■ REQUIREMENT ■
The answer must be an exact copy of the listing below.
PROVIDED ENTRIES START
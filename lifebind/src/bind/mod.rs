//! Binding producers to consumers.
//!
//! The `connect*` helpers only create the binding. The `bind*` helpers also
//! hand it to the process-wide registry, so it is released once the producer
//! becomes unreachable and the caller need not keep the returned handle.

use std::sync::Arc;

use crate::resource::Resource;
use crate::retain::retain_until_release_of;

/// Receives values from a [`Producer`].
pub trait Consumer<T>: Send + Sync {
    /// Handles one value.
    fn on_next(&self, value: T);
}

impl<T, F> Consumer<T> for F
where
    F: Fn(T) + Send + Sync,
{
    fn on_next(&self, value: T) {
        self(value);
    }
}

/// A source of values that consumers can subscribe to.
///
/// The returned binding must not keep the producer alive, or a retained
/// binding would never be swept.
pub trait Producer: Send + Sync + 'static {
    /// Values delivered to consumers.
    type Item: Send + 'static;
    /// Handle that disconnects a consumer.
    type Binding: Resource + Clone + 'static;

    /// Connects a consumer.
    fn subscribe(&self, consumer: Arc<dyn Consumer<Self::Item>>) -> Self::Binding;
}

/// Adapts a consumer of optional values to plain values.
struct Optional<C>(C);

impl<T, C> Consumer<T> for Optional<C>
where
    C: Consumer<Option<T>>,
{
    fn on_next(&self, value: T) {
        self.0.on_next(Some(value));
    }
}

/// Connects `consumer` to `producer` without retaining the binding.
pub fn connect<P, C>(producer: &P, consumer: C) -> P::Binding
where
    P: Producer + ?Sized,
    C: Consumer<P::Item> + 'static,
{
    producer.subscribe(Arc::new(consumer))
}

/// Connects every consumer to `producer` without retaining the bindings.
pub fn connect_all<P, C, I>(producer: &P, consumers: I) -> Vec<P::Binding>
where
    P: Producer + ?Sized,
    C: Consumer<P::Item> + 'static,
    I: IntoIterator<Item = C>,
{
    consumers
        .into_iter()
        .map(|consumer| connect(producer, consumer))
        .collect()
}

/// Connects `consumer` and retains the binding until `producer` is dropped.
pub fn bind<P, C>(producer: &Arc<P>, consumer: C) -> P::Binding
where
    P: Producer,
    C: Consumer<P::Item> + 'static,
{
    retain_until_release_of(connect(producer.as_ref(), consumer), producer)
}

/// Binds a consumer of `Option<Item>`; every value arrives wrapped in `Some`.
pub fn bind_optional<P, C>(producer: &Arc<P>, consumer: C) -> P::Binding
where
    P: Producer,
    C: Consumer<Option<P::Item>> + 'static,
{
    bind(producer, Optional(consumer))
}

/// Binds every consumer, retaining each binding until `producer` is dropped.
pub fn bind_all<P, C, I>(producer: &Arc<P>, consumers: I) -> Vec<P::Binding>
where
    P: Producer,
    C: Consumer<P::Item> + 'static,
    I: IntoIterator<Item = C>,
{
    consumers
        .into_iter()
        .map(|consumer| bind(producer, consumer))
        .collect()
}

/// Binds every consumer of `Option<Item>`.
pub fn bind_all_optional<P, C, I>(producer: &Arc<P>, consumers: I) -> Vec<P::Binding>
where
    P: Producer,
    C: Consumer<Option<P::Item>> + 'static,
    I: IntoIterator<Item = C>,
{
    consumers
        .into_iter()
        .map(|consumer| bind_optional(producer, consumer))
        .collect()
}

/// Runs a custom binder and retains its result until `producer` is dropped.
pub fn bind_with<P, F, R>(producer: &Arc<P>, binder: F) -> R
where
    P: Producer,
    F: FnOnce(&P) -> R,
    R: Resource + Clone + 'static,
{
    retain_until_release_of(binder(producer.as_ref()), producer)
}

#[cfg(test)]
mod tests {
    use super::*;
    use crate::testing::{wait_until, MockProducer, RecordingConsumer};
    use pretty_assertions::assert_eq;
    use std::time::Duration;

    const BOUND: Duration = Duration::from_secs(5);

    #[test]
    fn test_connect_delivers_until_released() {
        let producer = MockProducer::<i32>::new();
        let consumer = RecordingConsumer::<i32>::new();
        let binding = connect(&producer, consumer.clone());

        producer.emit(1);
        binding.release().unwrap();
        producer.emit(2);

        assert_eq!(consumer.values(), vec![1]);
        assert_eq!(producer.consumer_count(), 0);
    }

    #[test]
    fn test_connect_all_fans_out() {
        let producer = MockProducer::<&'static str>::new();
        let consumers: Vec<_> = (0..3).map(|_| RecordingConsumer::<&'static str>::new()).collect();
        let bindings = connect_all(&producer, consumers.clone());

        producer.emit("tick");

        assert_eq!(bindings.len(), 3);
        for consumer in &consumers {
            assert_eq!(consumer.values(), vec!["tick"]);
        }
    }

    #[test]
    fn test_closure_consumer() {
        let producer = MockProducer::<u32>::new();
        let seen = RecordingConsumer::<u32>::new();
        let sink = seen.clone();
        let _binding = connect(&producer, move |v: u32| sink.on_next(v * 10));

        producer.emit(4);
        assert_eq!(seen.values(), vec![40]);
    }

    #[test]
    fn test_bind_releases_after_producer_dropped() {
        let producer = Arc::new(MockProducer::<i32>::new());
        let consumer = RecordingConsumer::<i32>::new();
        let binding = bind(&producer, consumer.clone());

        producer.emit(7);
        assert_eq!(consumer.values(), vec![7]);
        assert!(!binding.is_released());

        drop(producer);
        assert!(wait_until(BOUND, || binding.is_released()));
    }

    #[test]
    fn test_bind_optional_wraps_values() {
        let producer = Arc::new(MockProducer::<i32>::new());
        let consumer = RecordingConsumer::<Option<i32>>::new();
        let _binding = bind_optional(&producer, consumer.clone());

        producer.emit(3);
        assert_eq!(consumer.values(), vec![Some(3)]);
    }

    #[test]
    fn test_bind_all_releases_every_binding() {
        let producer = Arc::new(MockProducer::<u8>::new());
        let consumers: Vec<_> = (0..3).map(|_| RecordingConsumer::<u8>::new()).collect();
        let bindings = bind_all(&producer, consumers.clone());
        let optional = bind_all_optional(&producer, vec![RecordingConsumer::<Option<u8>>::new()]);

        producer.emit(9_u8);
        assert!(consumers.iter().all(|c| c.values() == vec![9]));
        assert_eq!(producer.consumer_count(), 4);

        drop(producer);
        assert!(wait_until(BOUND, || {
            bindings.iter().chain(optional.iter()).all(Resource::is_released)
        }));
    }

    #[test]
    fn test_bind_with_custom_binder() {
        let producer = Arc::new(MockProducer::<i64>::new());
        let consumer = RecordingConsumer::<i64>::new();
        let sink = consumer.clone();
        let binding = bind_with(&producer, |p| {
            connect(p, move |v: i64| {
                if v > 0 {
                    sink.on_next(v);
                }
            })
        });

        producer.emit(-1);
        producer.emit(5);
        assert_eq!(consumer.values(), vec![5]);

        drop(producer);
        assert!(wait_until(BOUND, || binding.is_released()));
    }
}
PROVIDED ENTRIES END
■ RESULT ■
filename lifebind/src/bind/mod.rs
//! Binding producers to consumers.
//!
//! The `connect*` helpers only create the binding. The `bind*` helpers also
//! hand it to the process-wide registry, so it is released once the producer
//! becomes unreachable and the caller need not keep the returned handle.

use std::sync::Arc;

use crate::resource::Resource;
use crate::retain::retain_until_release_of;

/// Receives values from a [`Producer`].
pub trait Consumer<T>: Send + Sync {
    /// Handles one value.
    fn on_next(&self, value: T);
}

impl<T, F> Consumer<T> for F
where
    F: Fn(T) + Send + Sync,
{
    fn on_next(&self, value: T) {
        self(value);
    }
}

/// A source of values that consumers can subscribe to.
///
/// The returned binding must not keep the producer alive, or a retained
/// binding would never be swept.
pub trait Producer: Send + Sync + 'static {
    /// Values delivered to consumers.
    type Item: Send + 'static;
    /// Handle that disconnects a consumer.
    type Binding: Resource + Clone + 'static;

    /// Connects a consumer.
    fn subscribe(&self, consumer: Arc<dyn Consumer<Self::Item>>) -> Self::Binding;
}

/// Adapts a consumer of optional values to plain values.
struct Optional<C>(C);

impl<T, C> Consumer<T> for Optional<C>
where
    C: Consumer<Option<T>>,
{
    fn on_next(&self, value: T) {
        self.0.on_next(Some(value));
    }
}

/// Connects `consumer` to `producer` without retaining the binding.
pub fn connect<P, C>(producer: &P, consumer: C) -> P::Binding
where
    P: Producer + ?Sized,
    C: Consumer<P::Item> + 'static,
{
    producer.subscribe(Arc::new(consumer))
}

/// Connects every consumer to `producer` without retaining the bindings.
pub fn connect_all<P, C, I>(producer: &P, consumers: I) -> Vec<P::Binding>
where
    P: Producer + ?Sized,
    C: Consumer<P::Item> + 'static,
    I: IntoIterator<Item = C>,
{
    consumers
        .into_iter()
        .map(|consumer| connect(producer, consumer))
        .collect()
}

/// Connects `consumer` and retains the binding until `producer` is dropped.
pub fn bind<P, C>(producer: &Arc<P>, consumer: C) -> P::Binding
where
    P: Producer,
    C: Consumer<P::Item> + 'static,
{
    retain_until_release_of(connect(producer.as_ref(), consumer), producer)
}

/// Binds a consumer of `Option<Item>`; every value arrives wrapped in `Some`.
pub fn bind_optional<P, C>(producer: &Arc<P>, consumer: C) -> P::Binding
where
    P: Producer,
    C: Consumer<Option<P::Item>> + 'static,
{
    bind(producer, Optional(consumer))
}

/// Binds every consumer, retaining each binding until `producer` is dropped.
pub fn bind_all<P, C, I>(producer: &Arc<P>, consumers: I) -> Vec<P::Binding>
where
    P: Producer,
    C: Consumer<P::Item> + 'static,
    I: IntoIterator<Item = C>,
{
    consumers
        .into_iter()
        .map(|consumer| bind(producer, consumer))
        .collect()
}

/// Binds every consumer of `Option<Item>`.
pub fn bind_all_optional<P, C, I>(producer: &Arc<P>, consumers: I) -> Vec<P::Binding>
where
    P: Producer,
    C: Consumer<Option<P::Item>> + 'static,
    I: IntoIterator<Item = C>,
{
    consumers
        .into_iter()
        .map(|consumer| bind_optional(producer, consumer))
        .collect()
}

/// Runs a custom binder and retains its result until `producer` is dropped.
pub fn bind_with<P, F, R>(producer: &Arc<P>, binder: F) -> R
where
    P: Producer,
    F: FnOnce(&P) -> R,
    R: Resource + Clone + 'static,
{
    retain_until_release_of(binder(producer.as_ref()), producer)
}

#[cfg(test)]
mod tests {
    use super::*;
    use crate::testing::{wait_until, MockProducer, RecordingConsumer};
    use pretty_assertions::assert_eq;
    use std::time::Duration;

    const BOUND: Duration = Duration::from_secs(5);

    #[test]
    fn test_connect_delivers_until_released() {
        let producer = MockProducer::<i32>::new();
        let consumer = RecordingConsumer::<i32>::new();
        let binding = connect(&producer, consumer.clone());

        producer.emit(1);
        binding.release().unwrap();
        producer.emit(2);

        assert_eq!(consumer.values(), vec![1]);
        assert_eq!(producer.consumer_count(), 0);
    }

    #[test]
    fn test_connect_all_fans_out() {
        let producer = MockProducer::<&'static str>::new();
        let consumers: Vec<_> = (0..3).map(|_| RecordingConsumer::<&'static str>::new()).collect();
        let bindings = connect_all(&producer, consumers.clone());

        producer.emit("tick");

        assert_eq!(bindings.len(), 3);
        for consumer in &consumers {
            assert_eq!(consumer.values(), vec!["tick"]);
        }
    }

    #[test]
    fn test_closure_consumer() {
        let producer = MockProducer::<u32>::new();
        let seen = RecordingConsumer::<u32>::new();
        let sink = seen.clone();
        let _binding = connect(&producer, move |v: u32| sink.on_next(v * 10));

        producer.emit(4);
        assert_eq!(seen.values(), vec![40]);
    }

    #[test]
    fn test_bind_releases_after_producer_dropped() {
        let producer = Arc::new(MockProducer::<i32>::new());
        let consumer = RecordingConsumer::<i32>::new();
        let binding = bind(&producer, consumer.clone());

        producer.emit(7);
        assert_eq!(consumer.values(), vec![7]);
        assert!(!binding.is_released());

        drop(producer);
        assert!(wait_until(BOUND, || binding.is_released()));
    }

    #[test]
    fn test_bind_optional_wraps_values() {
        let producer = Arc::new(MockProducer::<i32>::new());
        let consumer = RecordingConsumer::<Option<i32>>::new();
        let _binding = bind_optional(&producer, consumer.clone());

        producer.emit(3);
        assert_eq!(consumer.values(), vec![Some(3)]);
    }

    #[test]
    fn test_bind_all_releases_every_binding() {
        let producer = Arc::new(MockProducer::<u8>::new());
        let consumers: Vec<_> = (0..3).map(|_| RecordingConsumer::<u8>::new()).collect();
        let bindings = bind_all(&producer, consumers.clone());
        let optional = bind_all_optional(&producer, vec![RecordingConsumer::<Option<u8>>::new()]);

        producer.emit(9_u8);
        assert!(consumers.iter().all(|c| c.values() == vec![9]));
        assert_eq!(producer.consumer_count(), 4);

        drop(producer);
        assert!(wait_until(BOUND, || {
            bindings.iter().chain(optional.iter()).all(Resource::is_released)
        }));
    }

    #[test]
    fn test_bind_with_custom_binder() {
        let producer = Arc::new(MockProducer::<i64>::new());
        let consumer = RecordingConsumer::<i64>::new();
        let sink = consumer.clone();
        let binding = bind_with(&producer, |p| {
            connect(p, move |v: i64| {
                if v > 0 {
                    sink.on_next(v);
                }
            })
        });

        producer.emit(-1);
        producer.emit(5);
        assert_eq!(consumer.values(), vec![5]);

        drop(producer);
        assert!(wait_until(BOUND, || binding.is_released()));
    }
}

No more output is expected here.